Adrienne popped into the wine cave for a bottle of Ponzi. By the time she reached the podium, she noticed the dining room was not only cooler, but quieter. She looked at table four. Thatcher was standing by the table with William in his arms, William was chewing on the top of his fire truck. Adrienne felt a surge of tenderness and awe and whatever else it was a woman felt when she first saw her lover holding a small child. She hurried to the bar, where her champagne glass was waiting. She took a drink, then she set down the sippy cup.

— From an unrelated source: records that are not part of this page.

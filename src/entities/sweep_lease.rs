use sea_orm::entity::prelude::*;

#[derive(Clone, Debug, PartialEq, DeriveEntityModel)]
#[sea_orm(table_name = "sweep_lease")]
pub struct Model {
    #[sea_orm(primary_key, auto_increment = false)]
    pub name: String,
    pub holder: Option<Uuid>,
    pub locked_until: Option<DateTimeWithTimeZone>,
}

#[derive(Copy, Clone, Debug, EnumIter, DeriveRelation)]
pub enum Relation {}

impl ActiveModelBehavior for ActiveModel {}
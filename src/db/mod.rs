pub mod calendar;
pub mod store;

use sea_orm::{Database, DatabaseConnection};

use crate::config::Config;
use crate::error::{AppError, AppResult};

pub use calendar::ClosureCalendar;
pub use store::SeaOrmStore;

pub async fn connect(config: &Config) -> AppResult<DatabaseConnection> {
    Database::connect(&config.database_url)
        .await
        .map_err(|e| AppError::Internal(format!("Failed to connect to database: {}", e)))
}
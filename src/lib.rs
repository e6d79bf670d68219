pub mod config;
pub mod db;
pub mod engine;
pub mod entities;
pub mod error;
pub mod handlers;
pub mod middleware;
pub mod routes;
pub mod utils;

use std::sync::Arc;

use sea_orm::DatabaseConnection;

pub use config::Config;
pub use engine::BookingEngine;
pub use error::{AppError, AppResult};

#[derive(Clone)]
pub struct AppState {
    /// Used directly by the admin catalogue handlers
    pub db: DatabaseConnection,
    pub engine: Arc<BookingEngine>,
    pub config: Config,
}
use sea_orm_migration::prelude::*;

#[async_std::main]
async fn main() {
    cli::run_cli(migration::Migrator).await;
}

“Orange juice, please,” she said.

Duncan filled it without a word, and Adrienne took the sippy cup and the wine to table four. She handed the sippy cup to Mrs. Yannick who brightened, then Adrienne presented the Ponzi to Mr. Yannick.

“Juice!” William said.

Mr. Yannick nodded at the wine, visibly relaxed. Adrienne uncorked and poured, he tasted.

“Delicious.”

“I put a rush on your order,” Adrienne said as she poured a glass of wine for Mrs. Yannick. “Your appetizers should be out any second.”

“Would it be all right if I took William into the kitchen?” Thatcher said. “I know our chef would love to see him.”

“She has some toys in the office,” Adrienne said.

“All right,” Mrs. Yannick said. “You’ll bring him back if he’s any problem?”

“This guy, a problem?” Thatcher said. William was resting his head on Thatcher’s shoulder, sucking noisily on the cup. Thatcher winked at Adrienne and vanished into the back.

Mrs. Yannick collapsed in her wicker chair. “I love this place,” she said.

Fourth of July. Two hundred and fifty covers on the books, the maximum. Prix fixe menu, sixty dollars per person. First seating was at six; the guests were to eat then move out to the rented beach chairs in the sand to watch the fireworks. Second seating was at ten; those guests would watch the fireworks first, then sit down to dinner. Duncan was working the bar outside, and Delilah took over the blue granite, her first solo flight.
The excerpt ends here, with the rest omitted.